Estos días de atrás, en el gigante asiático, uno de los países más férreamente controlados de la tierra, al tiempo que más cerrado y hermético, unos ciudadanos se echaban a la calle y, portando un folio blanco, al tiempo que pedían el fin del confinamiento por el covid-19, en realidad estaban pidiendo –y así lo gritaban– libertad y democracia.
Esto es, estaban pidiendo, desde una sociedad muy cerrada y autoritaria, el paso a una sociedad más abierta. Estaban manifestando un anhelo que, varios lustros antes, también habían reclamado –con consecuencias trágicas– los estudiantes que, en la plaza de Tiananmén de Pekín, en 1989, se habían manifestado reclamando tales ideales de libertad y democracia.
En aquella ocasión, dos imágenes resultaron sobrecogedoras: la de aquel hombre, con camisa blanca, que, totalmente indemne, con su mera humanidad, se plantó ante un tanque al que hizo detener; y la de aquella estatua o escultura blanca que –como verdadera diosa, portando la llama de la libertad y elevándola hacia lo alto– los estudiantes erigieron en tal plaza.
Esa presencia de lo blanco –ya sea en el folio, en la camisa, en la estatua– no es otra cosa que una aspiración a la luz, a la libertad, a lo claro, a lo abierto, que siempre abandera el ser humano –en cualquier sociedad y en cualquier época–, cuando siente que la opresión atenaza su vida.
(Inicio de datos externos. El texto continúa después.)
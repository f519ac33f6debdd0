//! Node placement
//!
//! Real layout algorithms live outside this crate. `CircularLayout` exists so
//! the renderers have coordinates to work with.

use std::collections::HashMap;

use crate::graph::EdgeColoredGraph;
use crate::model::{NodeId, Point};

/// Assignment of 2-D coordinates to nodes.
#[derive(Debug, Clone, Default, PartialEq)]
pub struct Layout {
    positions: HashMap<NodeId, Point>,
}

impl Layout {
    pub fn new() -> Self {
        Self::default()
    }

    pub fn position(&self, node: NodeId) -> Option<Point> {
        self.positions.get(&node).copied()
    }

    pub fn len(&self) -> usize {
        self.positions.len()
    }

    pub fn is_empty(&self) -> bool {
        self.positions.is_empty()
    }

    /// Smallest box containing every position, as (min, max).
    pub fn bounds(&self) -> Option<(Point, Point)> {
        let mut points = self.positions.values();
        let first = *points.next()?;
        Some(points.fold((first, first), |(min, max), p| {
            (
                Point::new(min.x.min(p.x), min.y.min(p.y)),
                Point::new(max.x.max(p.x), max.y.max(p.y)),
            )
        }))
    }
}

impl FromIterator<(NodeId, Point)> for Layout {
    fn from_iter<I: IntoIterator<Item = (NodeId, Point)>>(iter: I) -> Self {
        Layout {
            positions: iter.into_iter().collect(),
        }
    }
}

/// Produces a layout for a graph.
pub trait LayoutAlgorithm {
    fn layout(&self, graph: &EdgeColoredGraph) -> Layout;
}

/// Nodes evenly spaced on a circle, in order of first appearance.
#[derive(Debug, Clone, Copy)]
pub struct CircularLayout {
    pub radius: f64,
}

impl Default for CircularLayout {
    fn default() -> Self {
        CircularLayout { radius: 1.0 }
    }
}

impl LayoutAlgorithm for CircularLayout {
    fn layout(&self, graph: &EdgeColoredGraph) -> Layout {
        let count = graph.node_count();
        graph
            .nodes()
            .enumerate()
            .map(|(i, node)| {
                let angle = std::f64::consts::TAU * i as f64 / count as f64;
                (node, Point::new(self.radius * angle.cos(), self.radius * angle.sin()))
            })
            .collect()
    }
}
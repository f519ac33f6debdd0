//! Bridge detection for highlighting
//!
//! A bridge is an edge whose removal disconnects its component. The graph is
//! a multigraph, so parallel edges are never bridges and neither are
//! self-loops.

use std::collections::BTreeSet;

use crate::graph::EdgeColoredGraph;
use crate::model::{ColoredEdge, EdgeColor};

/// Indices (insertion order) of all bridge edges.
pub fn bridge_indices(graph: &EdgeColoredGraph) -> BTreeSet<usize> {
    let inner = graph.inner();
    let n = inner.node_count();

    let mut adjacency: Vec<Vec<(usize, usize)>> = vec![Vec::new(); n];
    for edge in inner.edge_indices() {
        if let Some((a, b)) = inner.edge_endpoints(edge) {
            adjacency[a.index()].push((b.index(), edge.index()));
            adjacency[b.index()].push((a.index(), edge.index()));
        }
    }

    let mut discovered: Vec<Option<usize>> = vec![None; n];
    let mut low = vec![0usize; n];
    let mut bridges = BTreeSet::new();
    let mut clock = 0usize;

    for start in 0..n {
        if discovered[start].is_some() {
            continue;
        }
        discovered[start] = Some(clock);
        low[start] = clock;
        clock += 1;

        // (node, edge used to reach it, next adjacency slot)
        let mut stack: Vec<(usize, Option<usize>, usize)> = vec![(start, None, 0)];

        while let Some(frame) = stack.last_mut() {
            let (u, parent_edge, slot) = *frame;
            if slot < adjacency[u].len() {
                frame.2 += 1;
                let (v, edge) = adjacency[u][slot];
                if Some(edge) == parent_edge {
                    continue;
                }
                match discovered[v] {
                    Some(seen) => low[u] = low[u].min(seen),
                    None => {
                        discovered[v] = Some(clock);
                        low[v] = clock;
                        clock += 1;
                        stack.push((v, Some(edge), 0));
                    }
                }
                continue;
            }

            stack.pop();
            if let (Some(&(parent, _, _)), Some(edge)) = (stack.last(), parent_edge) {
                low[parent] = low[parent].min(low[u]);
                let parent_time = discovered[parent].unwrap_or(0);
                if low[u] > parent_time {
                    bridges.insert(edge);
                }
            }
        }
    }

    tracing::debug!("Found {} bridges among {} edges", bridges.len(), graph.edge_count());
    bridges
}

/// Bridge edges in insertion order.
pub fn find_bridges(graph: &EdgeColoredGraph) -> Vec<ColoredEdge> {
    let bridges = bridge_indices(graph);
    graph
        .edges()
        .enumerate()
        .filter(|(i, _)| bridges.contains(i))
        .map(|(_, edge)| edge)
        .collect()
}

/// Replace every color: bridges become highlighted, all other edges normal.
pub fn recolor_bridges(graph: &EdgeColoredGraph) -> Vec<ColoredEdge> {
    let bridges = bridge_indices(graph);
    graph
        .edges()
        .enumerate()
        .map(|(i, edge)| ColoredEdge {
            color: if bridges.contains(&i) {
                EdgeColor::Highlighted
            } else {
                EdgeColor::Normal
            },
            ..edge
        })
        .collect()
}
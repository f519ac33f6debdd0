//! Include-line filter

use regex::Regex;

use crate::config::LibrarySpec;
use crate::error::{MergeError, Result};

/// Drops `#include <...>` lines for libraries spliced in separately.
#[derive(Debug, Clone)]
pub struct IncludeFilter {
    patterns: Vec<Regex>,
}

impl IncludeFilter {
    pub fn new(libraries: &[LibrarySpec]) -> Result<Self> {
        let patterns = libraries
            .iter()
            .map(|lib| {
                Regex::new(&format!("^#include.*<{}>", regex::escape(&lib.include))).map_err(
                    |source| MergeError::Pattern {
                        include: lib.include.clone(),
                        source,
                    },
                )
            })
            .collect::<Result<Vec<_>>>()?;
        Ok(IncludeFilter { patterns })
    }

    /// True if any library's include directive is on this line.
    pub fn matches(&self, line: &str) -> bool {
        self.patterns.iter().any(|p| p.is_match(line))
    }

    /// Keep every line that does not match, terminators included.
    /// Returns the kept text and how many lines were dropped.
    pub fn apply(&self, text: &str) -> (String, usize) {
        let mut kept = String::with_capacity(text.len());
        let mut dropped = 0;
        for line in text.split_inclusive('\n') {
            if self.matches(line) {
                tracing::debug!("Dropping include line: {}", line.trim_end());
                dropped += 1;
            } else {
                kept.push_str(line);
            }
        }
        (kept, dropped)
    }
}
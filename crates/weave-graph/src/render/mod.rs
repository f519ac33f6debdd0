//! Rendering boundary
//!
//! A `GraphRenderer` is any drawing surface. `render` only sequences the
//! calls: nodes, then normal edges, then highlighted edges, then present.
//! Later calls draw on top of earlier ones.

pub mod dot;
pub mod svg;

use crate::error::RenderError;
use crate::graph::EdgeColoredGraph;
use crate::layout::Layout;
use crate::model::{ColoredEdge, EdgeStyle, NodeId, NodeStyle, Palette};
use crate::partition::EdgePartition;

pub use dot::DotRenderer;
pub use svg::SvgRenderer;

/// A drawing surface.
pub trait GraphRenderer {
    /// Draw every node at its layout position.
    fn draw_nodes(
        &mut self,
        nodes: &[NodeId],
        layout: &Layout,
        style: &NodeStyle,
    ) -> Result<(), RenderError>;

    /// Draw one class of edges in a single style.
    fn draw_edges(
        &mut self,
        edges: &[ColoredEdge],
        layout: &Layout,
        style: &EdgeStyle,
    ) -> Result<(), RenderError>;

    /// Flush the surface to its destination.
    fn present(&mut self) -> Result<(), RenderError>;
}

/// Issue the draw calls for a partitioned graph in layering order.
///
/// Errors from the surface are returned unchanged and stop the sequence.
pub fn render<R>(
    graph: &EdgeColoredGraph,
    layout: &Layout,
    partition: &EdgePartition,
    renderer: &mut R,
    palette: &Palette,
) -> Result<(), RenderError>
where
    R: GraphRenderer + ?Sized,
{
    let nodes: Vec<NodeId> = graph.nodes().collect();
    tracing::debug!(
        "Rendering {} nodes, {} normal edges, {} highlighted edges",
        nodes.len(),
        partition.normal.len(),
        partition.highlighted.len()
    );

    renderer.draw_nodes(&nodes, layout, &palette.nodes)?;
    renderer.draw_edges(&partition.normal, layout, &palette.normal)?;
    renderer.draw_edges(&partition.highlighted, layout, &palette.highlighted)?;
    renderer.present()
}

/// Look up a node position or fail with the missing node.
pub(crate) fn position_of(
    layout: &Layout,
    node: NodeId,
) -> Result<crate::model::Point, RenderError> {
    layout
        .position(node)
        .ok_or(RenderError::MissingPosition(node))
}

/// Escape text for a double-quoted XML attribute.
pub(crate) fn xml_escape(s: &str) -> String {
    s.replace('&', "&amp;")
        .replace('<', "&lt;")
        .replace('>', "&gt;")
        .replace('"', "&quot;")
        .replace('\'', "&apos;")
}

/// Escape text for a double-quoted DOT string.
pub(crate) fn dot_escape(s: &str) -> String {
    s.replace('\\', "\\\\").replace('"', "\\\"")
}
Camisa blanca llevaban esos sujetos del pueblo soberano en el cuadro de Goya, cuando la revuelta madrileña de mayo contra la invasión napoleónica. Sobre ese cuadro, ese hombre y esa camia reflexionó María Zambrano, con palabras hermosas y muy hondas, al tiempo que luminosas.
Y el folio blanco, esa humildísima hoja blanca, se constituye en este tiempo en un verdadero símbolo de la luz, de la aspiración humana hacia lo abierto. Libertad, democracia, vida digna, en la que el ser humano pueda realizarse y existir con plenitud.
Como ese hombre con la camisa blanca, totalmente inerme, con su mero cuerpo y ánimo, con su mera humanidad, que hace detener al tanque –que es reencarnación de ese madrileño con las manos en alto, en el cuadro de Goya–, que simboliza asimismo tales anhelos y tal aspiración a lo abierto, a la luz, a la libertad y la democracia.
El folio blanco, que parece estar pidiendo que alguien escriba esa palabra sagrada de ‘libertad’, o algunos de los versos del poema de título homónimo de Paul Eluard, es, sí, hoy, más que nunca, en un tiempo histórico tan confuso como el que nos toca vivir, símbolo de una aspiración humana que, como la llama de la estatua blanca de Tiananmén, nunca se apaga ni se borra del espíritu humano.
Sobre ese folio blanco, tendríamos que escribir hoy, todos, su nombre.